Of course, most MTAs should give you options on how to configure them so that they don't generate any DNS traffic at all, but then what you're doing is effectively turning off about 99.99% of what the MTA is intended to do when handling mail.
In this respect, I don't think that sendmail is necessarily much worse or much better than any other MTA.
Years ago, this was actually a bit of a sore point amongst the experts.
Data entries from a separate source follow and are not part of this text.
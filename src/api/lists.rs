//! Lists Repository
//!
//! Translates list use-case intents into HTTP calls against the `lists`
//! resource (and its nested `items` sub-resource) and maps the JSON
//! responses back into entities. One intent, one call — no retries, no
//! caching.

use crate::error::ApiError;
use crate::models::{List, PaginationInfo};

use super::http::{self, HttpMethod, HttpRequest, HttpResponse};

#[derive(Debug, Clone)]
pub struct ListRepository {
    base_url: String,
}

impl ListRepository {
    pub fn new(base_url: &str) -> Self {
        Self {
            base_url: base_url.trim_end_matches('/').to_string(),
        }
    }

    pub async fn get_all(&self, page: &PaginationInfo) -> Result<Vec<List>, ApiError> {
        Self::parse_get_all(http::execute(self.build_get_all(page)).await?)
    }

    pub async fn get_by_id(&self, id: u32) -> Result<List, ApiError> {
        Self::parse_list(http::execute(self.build_get_by_id(id)).await?)
    }

    pub async fn create(&self, list: &List) -> Result<List, ApiError> {
        Self::parse_list(http::execute(self.build_create(list)?).await?)
    }

    pub async fn update(&self, id: u32, list: &List) -> Result<List, ApiError> {
        Self::parse_list(http::execute(self.build_update(id, list)?).await?)
    }

    pub async fn delete(&self, id: u32) -> Result<bool, ApiError> {
        Self::parse_delete(http::execute(self.build_delete(id)).await?)
    }

    /// Item-scoped delete: the owning list id and the item id, in that order
    pub async fn delete_item(&self, list_id: u32, item_id: u32) -> Result<bool, ApiError> {
        Self::parse_delete(http::execute(self.build_delete_item(list_id, item_id)).await?)
    }

    fn build_get_all(&self, page: &PaginationInfo) -> HttpRequest {
        HttpRequest {
            method: HttpMethod::Get,
            url: format!("{}/lists?{}", self.base_url, page.query()),
            body: None,
        }
    }

    fn build_get_by_id(&self, id: u32) -> HttpRequest {
        HttpRequest {
            method: HttpMethod::Get,
            url: format!("{}/lists/{id}", self.base_url),
            body: None,
        }
    }

    fn build_create(&self, list: &List) -> Result<HttpRequest, ApiError> {
        let body =
            serde_json::to_string(list).map_err(|e| ApiError::Serialization(e.to_string()))?;
        Ok(HttpRequest {
            method: HttpMethod::Post,
            url: format!("{}/lists", self.base_url),
            body: Some(body),
        })
    }

    fn build_update(&self, id: u32, list: &List) -> Result<HttpRequest, ApiError> {
        let body =
            serde_json::to_string(list).map_err(|e| ApiError::Serialization(e.to_string()))?;
        Ok(HttpRequest {
            method: HttpMethod::Put,
            url: format!("{}/lists/{id}", self.base_url),
            body: Some(body),
        })
    }

    fn build_delete(&self, id: u32) -> HttpRequest {
        HttpRequest {
            method: HttpMethod::Delete,
            url: format!("{}/lists/{id}", self.base_url),
            body: None,
        }
    }

    fn build_delete_item(&self, list_id: u32, item_id: u32) -> HttpRequest {
        HttpRequest {
            method: HttpMethod::Delete,
            url: format!("{}/lists/{list_id}/items/{item_id}", self.base_url),
            body: None,
        }
    }

    fn parse_get_all(response: HttpResponse) -> Result<Vec<List>, ApiError> {
        http::map_status(&response)?;
        serde_json::from_str(&response.body).map_err(|e| ApiError::Deserialization(e.to_string()))
    }

    fn parse_list(response: HttpResponse) -> Result<List, ApiError> {
        http::map_status(&response)?;
        serde_json::from_str(&response.body).map_err(|e| ApiError::Deserialization(e.to_string()))
    }

    fn parse_delete(response: HttpResponse) -> Result<bool, ApiError> {
        http::map_status(&response)?;
        Ok(true)
    }
}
Some said that you were better off having a smaller number of centralized caching nameservers, which handled all DNS traffic for the entire network.
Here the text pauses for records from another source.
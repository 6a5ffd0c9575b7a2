//! Todos Admin Frontend Entry Point

mod api;
mod app;
mod components;
mod config;
mod context;
mod error;
mod models;
mod session;
mod usecases;
mod workflow;

use app::App;
use leptos::prelude::*;

fn main() {
    console_error_panic_hook::set_once();
    mount_to_body(App);
}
Others said that you're better off having caching nameservers running on each box, to spread that load out.
Of course, the issue there is that Box A might do a DNS query of some sort, and retrieve data that could later be used by Box B, but if both machines are running their own nameservers as opposed to a centralized caching nameserver, then both machines will end up doing the same query, causing increased load on the remote end, etc....
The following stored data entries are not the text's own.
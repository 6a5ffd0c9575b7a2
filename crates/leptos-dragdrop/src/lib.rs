//! Leptos DragDrop Utilities
//!
//! Drag-and-drop reordering for flat lists using HTML5 drag events.
//! Rows are addressed by display index; the drop handler reports
//! (source, destination) and the caller decides how to reorder its data.

use leptos::prelude::*;
use web_sys::DragEvent;

/// DnD state signals
#[derive(Clone, Copy)]
pub struct DndSignals {
    /// Index of the row being dragged - read
    pub dragging_read: ReadSignal<Option<usize>>,
    pub dragging_write: WriteSignal<Option<usize>>,
    /// Index of the row currently hovered as a drop target - read
    pub over_read: ReadSignal<Option<usize>>,
    pub over_write: WriteSignal<Option<usize>>,
}

pub fn create_dnd_signals() -> DndSignals {
    let (dragging_read, dragging_write) = signal(None::<usize>);
    let (over_read, over_write) = signal(None::<usize>);
    DndSignals {
        dragging_read,
        dragging_write,
        over_read,
        over_write,
    }
}

/// End drag operation
pub fn end_drag(dnd: &DndSignals) {
    dnd.dragging_write.set(None);
    dnd.over_write.set(None);
}

/// True while `index` is hovered as a drop target for another row.
/// Reactive, intended for highlight classes.
pub fn is_drop_target(dnd: &DndSignals, index: usize) -> bool {
    dnd.over_read.get() == Some(index) && dnd.dragging_read.get() != Some(index)
}

/// Create dragstart handler for the row at `index`
pub fn make_on_dragstart(dnd: DndSignals, index: usize) -> impl Fn(DragEvent) + Copy + 'static {
    move |ev: DragEvent| {
        // Firefox ignores the drag unless the dataTransfer carries data
        if let Some(dt) = ev.data_transfer() {
            dt.set_effect_allowed("move");
            let _ = dt.set_data("text/plain", &index.to_string());
        }
        dnd.dragging_write.set(Some(index));
    }
}

/// Create dragover handler for the row at `index`.
/// Prevents the default so the row is a valid drop target.
pub fn make_on_dragover(dnd: DndSignals, index: usize) -> impl Fn(DragEvent) + Copy + 'static {
    move |ev: DragEvent| {
        ev.prevent_default();
        if dnd.dragging_read.get_untracked().is_some() {
            dnd.over_write.set(Some(index));
        }
    }
}

/// Create dragleave handler
pub fn make_on_dragleave(dnd: DndSignals) -> impl Fn(DragEvent) + Copy + 'static {
    move |_ev: DragEvent| {
        dnd.over_write.set(None);
    }
}

/// Create drop handler for the row at `index`.
/// Reports (source, destination) to `on_drop`, then clears the drag state.
pub fn make_on_drop<F>(dnd: DndSignals, index: usize, on_drop: F) -> impl Fn(DragEvent) + Copy + 'static
where
    F: Fn(usize, Option<usize>) + Copy + 'static,
{
    move |ev: DragEvent| {
        ev.prevent_default();
        if let Some(source) = dnd.dragging_read.get_untracked() {
            on_drop(source, Some(index));
        }
        end_drag(&dnd);
    }
}

/// Create dragend handler. Fires after a drop and also when the drag is
/// abandoned outside any target, so the state is always cleared.
pub fn make_on_dragend(dnd: DndSignals) -> impl Fn(DragEvent) + Copy + 'static {
    move |_ev: DragEvent| {
        end_drag(&dnd);
    }
}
Moreover, large caching nameservers can take up hundreds of megabytes (or even a couple of gigabytes) of RAM, so if you've got servers that are already using lots of RAM to process all their "real" work, then you may not have enough RAM to also run a large caching nameserver on the box.
Finally, sometimes consistency is more important than raw speed. In other words, sometimes it's more important that the clients see that they get the same answers regardless of which server they ask, and the actual raw performance is not quite so important. For example, when an AOL user sends e-mail to a remote recipient, it would be really bad for that user to get "okay, message accepted" on the first try and then "invalid domain" on the second try, and then get "okay, message accepted" on the third try, or whatever. Since the DNS changes frequently, you could easily wind up with some pretty radically different views of the world on different servers, based on when they asked what questions.
To solve all these issues, what was recommended was a hybrid approach. Run local caching-only servers on each box, but then have them forward all outgoing queries to a central set of caching-only nameservers.
The local nameserver would short-circuit all the repetitive queries from the same application to talk to the same remote system, while the centralized caching nameservers would ensure that everyone gets the same answer to a particular question, and would ensure that you don't actually send your queries to the outside world unless no machine at that site had asked that question within the time-to-live of the answer.
DNS experts now agree that it's a generally a bad idea to have hierarchies of nameservers, although the overall problems have not otherwise changed.
So, pick your poison, but don't try to go with the hybrid approach. It creates too much of a central bottleneck and slows things down, and it also reduces your overall reliability of the system.
Of course, all detailed DNS questions should be asked on the appropriate mailing lists and/or newsgroups, although I can try to summarize as best I can -- I was a technical reviewer of 2nd edition of Cricket's book, and I'm in the process of writing my own book on DNS security.
All MTAs I know of make intensive use of the DNS -- sendmail, postfix, Exim, etc....
-- Brad Knowles <brad@shub-internet.org>, Consultant & Author LinkedIn Profile: <http://tinyurl.com/y8kpxu> Slides from Invited Talks: <http://tinyurl.com/tj6q4>

The esteemed Brad Knowles has said:
Thanks for the confirmation of what I'd suspected. Since I've lived with sendmail "ever since there was a sendmail" (not true, I think more like "since 1988"), I haven't tried to work with the other MTA's.
The need for a quick, robust, and reliable name service is in the nature of the beast, particularly when supporting a mail list server, where one incoming mail goes out to a thousand (if not "thousands") addresses.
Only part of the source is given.